■ Exercise goal
Below are records to be reproduced exactly and in full.

+++ Source material

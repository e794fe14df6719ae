use std::sync::Arc;

use todo_core::store::TodoStore;

use crate::config::ServerConfig;

/// Shared application state available to all Axum handlers via `State<AppState>`.
///
/// This is cheaply cloneable (inner data is behind `Arc`).
#[derive(Clone)]
pub struct AppState {
    /// Storage gateway every command and read model goes through.
    pub store: Arc<dyn TodoStore>,
    /// Server configuration.
    pub config: Arc<ServerConfig>,
}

++++++

■ Response for this exercise
repository e794fe14df6719ae
use std::sync::Arc;

use todo_core::store::TodoStore;

use crate::config::ServerConfig;

/// Shared application state available to all Axum handlers via `State<AppState>`.
///
/// This is cheaply cloneable (inner data is behind `Arc`).
#[derive(Clone)]
pub struct AppState {
    /// Storage gateway every command and read model goes through.
    pub store: Arc<dyn TodoStore>,
    /// Server configuration.
    pub config: Arc<ServerConfig>,
}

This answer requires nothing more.